Whereas the large Discovery before-mentioned takes notice, that the Pope had given a Command to his Nuncio sent into England, to make offer of a Cardinal's Cap to the Arch-Bishop of Canterbury in the Name of the Pope; which offer, till this discovery, was not known: but the Arch-Bishop in his Diary (found among his Papers in the Tower about two Years after the said discovery) doth make some mention concerning the same: viz. August 4. 1633, At Greenwich, saith he, there came one to me seriously, and that avowed Ability to perform it, and offered me to be a Cardinal.
And likewise August 17. Saturday, I had a serious offer made me again to be a Cardinal. I was then from Court, but as soon as I came thither (which was Wednesday August 21.) I acquainted his Majesty with it: But my Answer again was, That somewhat dwelt within me, which would not suffer that, till Rome were otherwise than it is.

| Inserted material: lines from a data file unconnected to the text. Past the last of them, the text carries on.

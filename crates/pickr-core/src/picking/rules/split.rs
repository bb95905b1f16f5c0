//! Splitting the compound remainder into legacy code and description.
//!
//! Extracted text glues the legacy code to the article name, sometimes with
//! no space at all (`FVMB1CR181Grifería`). The boundary is resolved by an
//! ordered chain of rules; the first rule whose precondition holds decides.
//! When none applies the whole remainder becomes the legacy code.
//!
//! The chain and the keyword list are plain data so document families with a
//! different layout can be handled from configuration.

use serde::{Deserialize, Serialize};

use super::patterns::{NATURAL_WORD, SEPARATOR};

/// One boundary rule of the split chain.
#[derive(Debug, Clone, Copy, PartialEq, Eq, Hash, Serialize, Deserialize)]
#[serde(rename_all = "snake_case")]
pub enum SplitRule {
    /// Split before a keyword that closes the leading code token.
    Keyword,
    /// Split where an upper-case letter is followed by a lower-case one.
    NaturalWord,
    /// Split at the first whitespace, `*` or `"`.
    Separator,
    /// Split at the first whitespace run.
    Whitespace,
}

/// Result of splitting a remainder.
#[derive(Debug, Clone, PartialEq, Eq)]
pub struct CodeSplit {
    pub legacy_code: String,
    pub description: String,
    /// Rule that produced the split, `None` for the no-split fallback.
    pub rule: Option<SplitRule>,
}

impl CodeSplit {
    fn new(legacy_code: &str, description: &str, rule: Option<SplitRule>) -> Self {
        Self {
            legacy_code: legacy_code.to_string(),
            description: description.to_string(),
            rule,
        }
    }

    /// The whole remainder as legacy code, no description.
    pub fn unsplit(remainder: &str) -> Self {
        Self::new(remainder.trim(), "", None)
    }
}

/// Strategy for resolving the legacy code / description boundary.
pub trait CodeSplitter: Send + Sync {
    /// Split a remainder string.
    fn split(&self, remainder: &str) -> CodeSplit;

    /// Split a remainder that was captured as a code-like token followed by
    /// the rest of the text. The boundary may fall inside either part.
    fn split_pair(&self, code_token: &str, text_token: &str) -> CodeSplit {
        self.split(&format!("{}{}", code_token, text_token))
    }
}

/// Ordered split chain plus the curated keyword list.
#[derive(Debug, Clone, PartialEq, Eq, Serialize, Deserialize)]
#[serde(default)]
pub struct SplitPolicy {
    /// Rules tried in order. The no-split fallback always runs last.
    pub rules: Vec<SplitRule>,

    /// Upper-case words that start a description. Empty by default.
    pub keywords: Vec<String>,
}

impl Default for SplitPolicy {
    fn default() -> Self {
        Self {
            rules: vec![
                SplitRule::NaturalWord,
                SplitRule::Separator,
                SplitRule::Whitespace,
            ],
            keywords: Vec::new(),
        }
    }
}

impl SplitPolicy {
    /// Natural-word boundary, then separators. No whitespace rule.
    pub fn natural_first() -> Self {
        Self {
            rules: vec![SplitRule::NaturalWord, SplitRule::Separator],
            keywords: Vec::new(),
        }
    }

    /// Set the rule order.
    pub fn with_rules(mut self, rules: Vec<SplitRule>) -> Self {
        self.rules = rules;
        self
    }

    /// Set the keyword list.
    pub fn with_keywords(mut self, keywords: Vec<String>) -> Self {
        self.keywords = keywords;
        self
    }

    fn apply(&self, rule: SplitRule, remainder: &str) -> Option<CodeSplit> {
        match rule {
            SplitRule::Keyword => split_at_keyword(remainder, &self.keywords),
            SplitRule::NaturalWord => split_at_natural_word(remainder),
            SplitRule::Separator => split_at_separator(remainder),
            SplitRule::Whitespace => split_at_whitespace(remainder),
        }
    }
}

impl CodeSplitter for SplitPolicy {
    fn split(&self, remainder: &str) -> CodeSplit {
        let remainder = remainder.trim();
        if remainder.is_empty() {
            return CodeSplit::unsplit("");
        }

        self.rules
            .iter()
            .find_map(|rule| self.apply(*rule, remainder))
            .unwrap_or_else(|| CodeSplit::unsplit(remainder))
    }
}

/// Split before a keyword glued to the end of the leading code token.
///
/// Only hits inside the first whitespace-delimited token count, and the
/// keyword must close that token (`QR7NIPLE 1/2`) or be followed by a
/// character that cannot belong to a code. Hits later in the remainder are
/// description text and never move the boundary.
pub fn split_at_keyword(remainder: &str, keywords: &[String]) -> Option<CodeSplit> {
    let token_end = remainder
        .find(char::is_whitespace)
        .unwrap_or(remainder.len());
    let token = &remainder[..token_end];

    let pos = keywords
        .iter()
        .filter(|k| !k.is_empty())
        .filter_map(|k| {
            token
                .match_indices(k.as_str())
                .map(|(i, _)| i)
                .find(|&i| i > 0 && closes_code(&token[i + k.len()..]))
        })
        .min()?;

    Some(CodeSplit::new(
        remainder[..pos].trim(),
        remainder[pos..].trim(),
        Some(SplitRule::Keyword),
    ))
}

fn closes_code(rest: &str) -> bool {
    rest.chars()
        .next()
        .is_none_or(|c| !(c.is_uppercase() || c.is_ascii_digit()))
}

/// Split where the first capitalised word begins, if it is not at the start.
///
/// A `**` marker left on the code side is kept as a `" **"` suffix.
pub fn split_at_natural_word(remainder: &str) -> Option<CodeSplit> {
    let pos = NATURAL_WORD.find(remainder)?.start();
    if pos == 0 {
        return None;
    }

    let code = remainder[..pos].trim();
    let code = match code.strip_suffix("**") {
        Some(base) => format!("{} **", base.trim_end()).trim_start().to_string(),
        None => code.to_string(),
    };

    Some(CodeSplit {
        legacy_code: code,
        description: remainder[pos..].trim().to_string(),
        rule: Some(SplitRule::NaturalWord),
    })
}

/// Split at the first whitespace, `*` or `"`; quotes are dropped from the
/// description.
pub fn split_at_separator(remainder: &str) -> Option<CodeSplit> {
    let pos = SEPARATOR.find(remainder)?.start();
    let description = remainder[pos..].replace('"', "");

    Some(CodeSplit::new(
        remainder[..pos].trim(),
        description.trim(),
        Some(SplitRule::Separator),
    ))
}

/// Split at the first whitespace run.
pub fn split_at_whitespace(remainder: &str) -> Option<CodeSplit> {
    let (code, description) = remainder.split_once(char::is_whitespace)?;

    Some(CodeSplit::new(
        code.trim(),
        description.trim(),
        Some(SplitRule::Whitespace),
    ))
}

The Arch-Bishop having refused the Cardinals Cap, and the King having opened his Mind so far, as that he was of Opinion, that every one might be saved in his own Religion, so as he be an Honest and Pious Man; they hastened to pass Sentence against the King, who was to be cut off by Poyson.
Sir Kenelme Digby and Mr. Walter Mountague their Examinations at the Bar of the House of Commons, concerning the Pope's Nuncio, and the Papists Contribution to the War against the Scots, &c.
Sir Kenelme Digby and Mr. Mountague examined by the Parliament.
In January 1640, Sir Kenelme Digby was called into the House of Commons, and being demanded several Questions concerning the Instructions dispersed to the Papists throughout England to lend Money to maintain the War against the Scots, and what Money was levied thereupon, and who were the Collectors, and how the Pope's Nuncio came to be the chief Man employed therein.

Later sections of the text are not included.